O que não nos falta são boas referências, como a Austrália e Coreia do Sul, que bem podem inspirar o nosso plano nacional, e nunca foi tão fácil ter acesso ao que dá certo em outros países.
A Austrália venceu essas barreiras em 2016: o país definiu, com apoio de especialistas, exatamente como a avaliação se alinharia com o currículo, e semelhante ao que ocorre no Brasil, as autoridades estaduais e territoriais australianas têm autonomia para decidir como implementar o currículo nacional.
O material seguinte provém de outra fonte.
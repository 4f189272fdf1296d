use anyhow::{Context, anyhow, bail};
use clap::{Parser, Subcommand};
use inquire::{Password, PasswordDisplayMode, Select, Text};
use meteo_core::{
    AddressResolver, Config, Geocoder, LookupOutcome, OpenWeatherClient, Units, WeatherLookup,
    WeatherProvider,
};

use crate::render;

/// Top-level CLI struct.
#[derive(Debug, Parser)]
#[command(name = "meteo", version, about = "Weather for French addresses")]
pub struct Cli {
    #[command(subcommand)]
    pub command: Command,
}

#[derive(Debug, Subcommand)]
pub enum Command {
    /// Store the OpenWeatherMap API key, language and units.
    Configure,

    /// Show current weather and the 5-day forecast for an address.
    Show {
        /// Free-text French address; prompted for when absent.
        address: Option<String>,

        /// Language of weather descriptions, e.g. "fr" or "en".
        #[arg(long)]
        lang: Option<String>,

        /// Unit system: metric, imperial or standard.
        #[arg(long)]
        units: Option<String>,

        /// Choose among address suggestions before looking up the weather.
        #[arg(long)]
        pick: bool,
    },

    /// List address suggestions for a partial query.
    Suggest {
        query: String,

        #[arg(long)]
        limit: Option<usize>,
    },

    /// Simplified current weather by city name.
    City { name: String },

    /// Print the path of the configuration file.
    ConfigPath,
}

impl Cli {
    pub async fn run(self) -> anyhow::Result<()> {
        match self.command {
            Command::Configure => configure()?,
            Command::Show {
                address,
                lang,
                units,
                pick,
            } => show(address, lang, units, pick).await?,
            Command::Suggest { query, limit } => suggest(&query, limit).await?,
            Command::City { name } => city(&name).await?,
            Command::ConfigPath => println!("{}", Config::config_file_path()?.display()),
        }

        Ok(())
    }
}

fn configure() -> anyhow::Result<()> {
    let mut config = Config::load()?;

    let api_key = Password::new("OpenWeatherMap API key:")
        .with_display_mode(PasswordDisplayMode::Masked)
        .without_confirmation()
        .prompt()?;
    config.set_api_key(api_key);
    // refuse to save a blank key
    config.api_key_with_env(None)?;

    let defaults = config.query_options();
    let lang = Text::new("Language:")
        .with_default(&defaults.lang)
        .prompt()?;

    let choices = vec![Units::Metric, Units::Imperial, Units::Standard];
    let cursor = choices
        .iter()
        .position(|u| *u == defaults.units)
        .unwrap_or_default();
    let units = Select::new("Units:", choices)
        .with_starting_cursor(cursor)
        .prompt()?;

    config.lang = Some(lang);
    config.units = Some(units);

    let path = config.save()?;
    println!("Saved configuration to {}", path.display());
    Ok(())
}

async fn show(
    address: Option<String>,
    lang: Option<String>,
    units: Option<String>,
    pick: bool,
) -> anyhow::Result<()> {
    let mut config = Config::load()?;
    if let Some(lang) = lang {
        config.lang = Some(lang);
    }
    if let Some(units) = units {
        config.units = Some(Units::try_from(units.as_str())?);
    }

    let lookup =
        WeatherLookup::from_config(&config).map_err(|err| anyhow!(render::lookup_error(&err)))?;

    let address = match address {
        Some(address) => address,
        None => Text::new("Address:").prompt()?,
    };
    let address = if pick {
        pick_address(&lookup, address).await?
    } else {
        address
    };

    let units = lookup.options().units;
    match lookup.run(&address).await {
        Ok(LookupOutcome::Found(report)) => {
            println!("{}", render::location(&report.location));
            println!("{}", render::current(&report.current, units));
            print!("{}", render::forecast(&report.forecast, units));
            Ok(())
        }
        Ok(LookupOutcome::NotFound { address }) => bail!("Address not found: {address}"),
        Err(err) => bail!(render::lookup_error(&err)),
    }
}

async fn pick_address<G: Geocoder, W: WeatherProvider>(
    lookup: &WeatherLookup<G, W>,
    typed: String,
) -> anyhow::Result<String> {
    let suggestions = lookup.suggest(&typed).await;
    if suggestions.is_empty() {
        tracing::info!("no suggestions, using the address as typed");
        return Ok(typed);
    }

    Select::new("Pick an address:", suggestions)
        .prompt()
        .context("No address selected")
}

async fn suggest(query: &str, limit: Option<usize>) -> anyhow::Result<()> {
    let config = Config::load()?;
    let resolver = AddressResolver::with_base_url(&config.endpoints.geocoding);
    let limit = limit.filter(|l| *l > 0).unwrap_or_else(|| config.suggestion_limit());

    let suggestions = resolver.suggest(query, limit).await;
    if suggestions.is_empty() {
        println!("No suggestions.");
    }
    for suggestion in suggestions {
        println!("- {suggestion}");
    }
    Ok(())
}

async fn city(name: &str) -> anyhow::Result<()> {
    let config = Config::load()?;
    let client = OpenWeatherClient::with_base_url(config.api_key()?, &config.endpoints.weather);

    let weather = client
        .city_weather(name)
        .await
        .with_context(|| format!("Could not retrieve weather for '{name}'"))?;

    print!("{}", render::city(name, &weather));
    Ok(())
}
Portanto, era importante que avaliações não só medissem a aprendizagem em relação aos objetivos nacionais, mas também ajudassem a monitorar a implementação do currículo em todo o país, sem perder tempo e jogar a nossa culpa para debaixo do tapete reclamando sempre da Federação.
A outra referência utilizada pelo relatório da OCDE é o da Coreia do Sul.
Os sul coreanos criaram um mecanismo de prestação de contas formal, que faz com que o governo após identificar escolas com mais alunos abaixo do nível básico de desempenho medido pela avaliação nacional, o governo estabelece apoio por três anos a esses colégios, dessa maneira escolas com desempenho mais fraco conseguem avançar.
Os últimos anos vivemos um debate infrutífero, com um processo de desmanche do ministério da educação, e a internet, pode ver nos diversos grupos das inúmeras redes sociais, vídeos que pegavam exemplos isolados para denegrir a imagem do ensino público superior, esquecendo de todos os índices que o ensino superior de qualidade tem, ou toda a nossa fuga de cérebros que vem ocorrendo nos últimos dois anos, são de cientistas do ensino privado.
O fato é que temos sim uma distribuição desigual de oportunidades, onde a meritocracia, vira quase um palavrão, ou um sonho para inocentes úteis.
É na base que se dá a evasão, e ela quem condena milhões de brasileiros a miséria.
A tecnologia precisa ofertar ferramentas para o acesso, parando a sangria da evasão, e diminuindo a distância entre o ensino básico público e o privado.
O Direito a Educação é um Direito previsto em Nossa Constituição, e lá ela fala em ensino de qualidade, ofertado a todos, não realizando distinção entre o básico e o superior.